Jean, fils de Zacharie, était dans le désert lorsqu'il fut appelé à prêcher la repentance au peuple d'Israël. Ce n'est évidemment pas n'importe qui pour Luc, l'évangéliste. C'est d'ailleurs par l'annonce de la naissance de Jean que Luc commence son récit de la vie de Jésus. Car les circonstances de la naissance de celui que l'on allait ensuite appeler le Baptiste pour le distinguer de l'évangéliste avait lui aussi été l'objet d'une annonciation.

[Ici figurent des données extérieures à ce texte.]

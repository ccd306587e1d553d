//! Multiword locution recognition
//!
//! Lexicon lines have the form
//!
//! ```text
//! a_pesar_de   a_pesar_de  SPS00
//! <gran>_parte gran_parte  NCFS000
//! de_NC        de_NC       $2:NC
//! ```
//!
//! The key chains forms, `<lemma>`s and tags with `_`. Each following
//! `lemma tag` pair is one analysis of the merged word. A tag written
//! `$N:PREFIX` copies every analysis of the N-th component whose tag starts
//! with `PREFIX`; a candidate whose component has no such analysis is
//! rejected.

use std::collections::BTreeSet;
use std::path::Path;

use rustc_hash::{FxHashMap, FxHashSet};

use super::{AutomatonPolicy, StateId, TokenId, TransitionTable};
use crate::diagnostics::{DiagnosticCode, LoadReport};
use crate::errors::{read_to_string, Result};
use crate::types::{Analysis, Word};

// States
const ST_P: StateId = 0;
const ST_M: StateId = 1;
const ST_STOP: StateId = 2;

// Tokens
const TK_PREF: TokenId = 0;
const TK_MW: TokenId = 1;
const TK_OTHER: TokenId = 2;

/// Tag of one locution reading.
#[derive(Debug, Clone, PartialEq, Eq)]
enum ReadingTag {
    Fixed(String),
    /// Analyses of component `component` (0-based) with a tag starting with `prefix`.
    Inherit { component: usize, prefix: String },
}

#[derive(Debug, Clone, PartialEq, Eq)]
struct Reading {
    lemma: String,
    tag: ReadingTag,
}

/// Scan state threaded through one locution match attempt.
#[derive(Debug, Default)]
pub struct LocutionContext {
    /// Keys (complete or prefix) reachable with the words seen so far.
    acc: BTreeSet<String>,
    /// Accumulator at the last position that completed a locution.
    longest: BTreeSet<String>,
    components: Vec<Word>,
    analyses: Vec<Analysis>,
}

/// Automaton policy for locutions from a lexicon.
#[derive(Debug, Clone)]
pub struct LocutionPolicy {
    locutions: FxHashMap<String, Vec<Reading>>,
    prefixes: FxHashSet<String>,
    table: TransitionTable,
}

impl Default for LocutionPolicy {
    fn default() -> Self {
        Self::new()
    }
}

impl LocutionPolicy {
    /// Create a policy with an empty lexicon.
    pub fn new() -> Self {
        let mut table = TransitionTable::new(3, 3, ST_P, ST_STOP).with_final(ST_M);
        table.set(ST_P, TK_PREF, ST_P);
        table.set(ST_P, TK_MW, ST_M);
        table.set(ST_M, TK_MW, ST_M);
        table.set(ST_M, TK_PREF, ST_P);
        Self {
            locutions: FxHashMap::default(),
            prefixes: FxHashSet::default(),
            table,
        }
    }

    /// Load a lexicon file.
    pub fn from_file(path: impl AsRef<Path>) -> Result<Self> {
        let path = path.as_ref();
        let text = read_to_string(path)?;
        Self::from_text(&text, path.display().to_string())
    }

    /// Load a lexicon from text. Every malformed line is reported.
    pub fn from_text(text: &str, origin: impl Into<String>) -> Result<Self> {
        let mut policy = Self::new();
        let mut report = LoadReport::new(origin);
        for (n, line) in text.lines().enumerate() {
            let line = line.trim();
            if line.is_empty() || line.starts_with('%') {
                continue;
            }
            if let Err((code, message)) = policy.parse_line(line) {
                report.error(code, Some(n + 1), message);
            }
        }
        tracing::debug!(locutions = policy.len(), "locution lexicon loaded");
        report.finish(policy)
    }

    /// Add one lexicon line at run time.
    pub fn add_locution(&mut self, line: &str) -> Result<()> {
        let mut report = LoadReport::new("<inline>");
        if let Err((code, message)) = self.parse_line(line.trim()) {
            report.error(code, None, message);
        }
        report.finish(())
    }

    pub fn len(&self) -> usize {
        self.locutions.len()
    }

    pub fn is_empty(&self) -> bool {
        self.locutions.is_empty()
    }

    pub fn is_locution(&self, key: &str) -> bool {
        self.locutions.contains_key(key)
    }

    /// `true` if `key` followed by `_` starts some locution.
    pub fn is_prefix(&self, key: &str) -> bool {
        self.prefixes.contains(&format!("{key}_"))
    }

    fn parse_line(&mut self, line: &str) -> std::result::Result<(), (DiagnosticCode, String)> {
        let mut fields = line.split_whitespace();
        let Some(key) = fields.next() else {
            return Err((DiagnosticCode::Syntax, "empty locution line".to_string()));
        };
        let rest: Vec<&str> = fields.collect();
        if rest.is_empty() || rest.len() % 2 != 0 {
            return Err((
                DiagnosticCode::Syntax,
                format!("locution '{key}' needs lemma/tag pairs"),
            ));
        }
        let readings = rest
            .chunks(2)
            .map(|pair| {
                Ok(Reading {
                    lemma: pair[0].to_string(),
                    tag: parse_reading_tag(pair[1])?,
                })
            })
            .collect::<std::result::Result<Vec<_>, String>>()
            .map_err(|m| (DiagnosticCode::InvalidTag, m))?;

        let mut prefix = String::new();
        let parts: Vec<&str> = key.split('_').collect();
        for part in &parts[..parts.len() - 1] {
            prefix.push_str(part);
            prefix.push('_');
            self.prefixes.insert(prefix.clone());
        }
        self.locutions
            .entry(key.to_string())
            .or_default()
            .extend(readings);
        Ok(())
    }

    /// Extend the accumulator with `key`, reporting whether it completes a
    /// locution or may still be extended.
    fn check(&self, key: String, acc: &mut BTreeSet<String>, longest: &mut BTreeSet<String>, mw: &mut bool, pref: &mut bool) {
        if self.locutions.contains_key(&key) {
            acc.insert(key);
            *longest = acc.clone();
            *mw = true;
        } else if self.is_prefix(&key) {
            acc.insert(key);
            *pref = true;
        }
    }
}

fn parse_reading_tag(tag: &str) -> std::result::Result<ReadingTag, String> {
    let Some(spec) = tag.strip_prefix('$') else {
        return Ok(ReadingTag::Fixed(tag.to_string()));
    };
    let (num, prefix) = spec
        .split_once(':')
        .ok_or_else(|| format!("inherited tag '{tag}' must be $N:PREFIX"))?;
    let component = num
        .parse::<usize>()
        .ok()
        .filter(|&n| n >= 1)
        .ok_or_else(|| format!("inherited tag '{tag}' has no valid component number"))?;
    Ok(ReadingTag::Inherit {
        component: component - 1,
        prefix: prefix.to_string(),
    })
}

impl AutomatonPolicy for LocutionPolicy {
    type Context = LocutionContext;

    fn table(&self) -> &TransitionTable {
        &self.table
    }

    fn compute_token(&self, ctx: &mut LocutionContext, _state: StateId, words: &[Word], j: usize) -> TokenId {
        let word = &words[j];
        ctx.components.push(word.clone());
        let form = word.lowercase_form();

        let mut acc = BTreeSet::new();
        let (mut mw, mut pref) = (false, false);

        // keys to try for this word: its form, and for every analysis its
        // lemma and tag
        let mut keys = vec![form];
        for a in word.analyses() {
            keys.push(format!("<{}>", a.lemma));
            keys.push(a.tag.clone());
        }

        for key in keys {
            if ctx.acc.is_empty() {
                self.check(key, &mut acc, &mut ctx.longest, &mut mw, &mut pref);
            } else {
                for prev in &ctx.acc {
                    self.check(format!("{prev}_{key}"), &mut acc, &mut ctx.longest, &mut mw, &mut pref);
                }
            }
        }

        ctx.acc = acc;
        if mw {
            TK_MW
        } else if pref {
            TK_PREF
        } else {
            TK_OTHER
        }
    }

    fn valid_multiword(&self, ctx: &mut LocutionContext, _candidate: &Word) -> bool {
        let mut valid = false;
        ctx.analyses.clear();
        for key in &ctx.longest {
            let Some(readings) = self.locutions.get(key) else {
                continue;
            };
            for reading in readings {
                match &reading.tag {
                    ReadingTag::Fixed(tag) => {
                        ctx.analyses.push(Analysis::new(reading.lemma.clone(), tag.clone()));
                        valid = true;
                    }
                    ReadingTag::Inherit { component, prefix } => {
                        let mut found = false;
                        if let Some(word) = ctx.components.get(*component) {
                            for a in word.analyses().iter().filter(|a| a.tag.starts_with(prefix.as_str())) {
                                ctx.analyses.push(Analysis::new(reading.lemma.clone(), a.tag.clone()));
                                found = true;
                            }
                        }
                        valid = found;
                    }
                }
            }
        }
        valid
    }

    fn set_multiword_analysis(&self, ctx: &LocutionContext, word: &mut Word, _final_state: StateId) {
        word.set_analyses(ctx.analyses.clone());
    }
}

#[cfg(test)]
mod tests {
    use super::*;
    use crate::automaton::Automaton;
    use crate::types::Sentence;
    use pretty_assertions::assert_eq;
    use proptest::prelude::*;

    fn automaton(lexicon: &str) -> Automaton<LocutionPolicy> {
        Automaton::new(LocutionPolicy::from_text(lexicon, "test").unwrap())
    }

    #[test]
    fn test_fixed_locution_is_merged() {
        let a = automaton("a_pesar_de a_pesar_de SPS00\n");
        let mut s = Sentence::from_forms(&["a", "pesar", "de", "todo"]);
        assert_eq!(a.annotate(&mut s), 1);
        assert_eq!(s.forms(), vec!["a_pesar_de", "todo"]);
        let mw = &s.words[0];
        assert_eq!(mw.lemma(), "a_pesar_de");
        assert_eq!(mw.tag(), "SPS00");
        assert_eq!(mw.n_analyses(), 1);
        assert_eq!(mw.components().len(), 3);
        assert!(!s.words[1].is_multiword());
        assert_eq!(s.words[1].n_analyses(), 0);
    }

    #[test]
    fn test_prefixes_are_indexed() {
        let p = LocutionPolicy::from_text("sin_embargo sin_embargo RG\n", "t").unwrap();
        assert!(p.is_locution("sin_embargo"));
        assert!(p.is_prefix("sin"));
        assert!(!p.is_prefix("sin_embargo"));
    }

    #[test]
    fn test_longest_locution_wins() {
        let a = automaton("a_causa a_causa NCFS000\na_causa_de a_causa_de SPS00\n");
        let mut s = Sentence::from_forms(&["a", "causa", "de", "ello"]);
        a.annotate(&mut s);
        assert_eq!(s.forms(), vec!["a_causa_de", "ello"]);
        assert_eq!(s.words[0].tag(), "SPS00");

        let mut s = Sentence::from_forms(&["a", "causa", "suya"]);
        a.annotate(&mut s);
        assert_eq!(s.forms(), vec!["a_causa", "suya"]);
    }

    #[test]
    fn test_lemma_and_tag_keys() {
        let a = automaton("<dar>_cuenta dar_cuenta VMN0000\nde_<casa> de_casa $2:NC\n");
        let mut s = Sentence::from_forms(&["dio", "cuenta"]);
        s.words[0].add_analysis(Analysis::new("dar", "VMIS3S0"));
        a.annotate(&mut s);
        assert_eq!(s.forms(), vec!["dio_cuenta"]);
        assert_eq!(s.words[0].lemma(), "dar_cuenta");

        let mut s = Sentence::from_forms(&["de", "casa"]);
        s.words[0].add_analysis(Analysis::new("de", "SPS00"));
        s.words[1].add_analysis(Analysis::new("casa", "NCFS000"));
        s.words[1].add_analysis(Analysis::new("casar", "VMIP3S0"));
        a.annotate(&mut s);
        assert_eq!(s.forms(), vec!["de_casa"]);
        let tags: Vec<_> = s.words[0].analyses().iter().map(|a| a.tag.as_str()).collect();
        assert_eq!(tags, vec!["NCFS000"]);
    }

    #[test]
    fn test_inherited_tag_without_match_rejects() {
        let a = automaton("de_<casa> de_casa $2:NC\n");
        let mut s = Sentence::from_forms(&["de", "casa"]);
        s.words[0].add_analysis(Analysis::new("de", "SPS00"));
        s.words[1].add_analysis(Analysis::new("casa", "VMIP3S0"));
        let before = s.clone();
        assert!(!a.annotate_at(&mut s, 0));
        assert_eq!(s, before);
    }

    #[test]
    fn test_multiple_readings() {
        let a = automaton("en_cuanto en_cuanto CS en_cuanto RG\n");
        let mut s = Sentence::from_forms(&["En", "cuanto"]);
        a.annotate(&mut s);
        assert_eq!(s.forms(), vec!["En_cuanto"]);
        assert_eq!(s.words[0].n_analyses(), 2);
    }

    #[test]
    fn test_malformed_lines_are_all_reported() {
        let err = LocutionPolicy::from_text("a_b a_b\nc_d c_d $x:NC\ne_f e_f $0:NC\ng_h g_h NC\n", "bad.loc")
            .unwrap_err();
        let report = err.report().unwrap();
        assert_eq!(report.errors().count(), 3);
        assert!(report.has_code(DiagnosticCode::InvalidTag));
        assert!(report.has_code(DiagnosticCode::Syntax));
    }

    #[test]
    fn test_add_locution() {
        let mut p = LocutionPolicy::new();
        assert!(p.is_empty());
        p.add_locution("por_favor por_favor RG").unwrap();
        assert!(p.add_locution("por_favor").is_err());
        assert_eq!(p.len(), 1);
        let a = Automaton::new(p);
        let mut s = Sentence::from_forms(&["por", "favor"]);
        assert!(a.annotate_at(&mut s, 0));
    }

    #[test]
    fn test_missing_file_is_io_error() {
        let err = LocutionPolicy::from_file("/nonexistent/locutions.dat").unwrap_err();
        assert!(matches!(err, crate::errors::LingError::Io { .. }));
    }

    proptest! {
        #[test]
        fn prop_annotate_twice_is_idempotent(forms in prop::collection::vec(
            prop::sample::select(vec!["a", "b", "c", "d", "e"]), 0..12)) {
            let a = automaton("a_b a_b NC\nb_c_d b_c_d RG\nd_d d_d AQ\n");
            let mut s = Sentence::from_forms(&forms);
            a.annotate(&mut s);
            let once = s.clone();
            prop_assert_eq!(a.annotate(&mut s), 0);
            prop_assert_eq!(s, once);
        }
    }
}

Avant de venir annoncer à Marie qu'elle serait enceinte, Gabriel, l'ange messager de Dieu s'était d'abord manifester au prêtre Zacharie pendant que celui-ci officiait dans le lieu le plus sacré du temple de Jérusalem. L'annonce d'une naissance miraculeuse, promise à un couple âgé et stérile n'est pas si extraordinaire que cela. Ou plutôt si justement, c'est très extraordinaire puisque cela signifie précisément que l'enfant à naître connaîtra un destin hors norme.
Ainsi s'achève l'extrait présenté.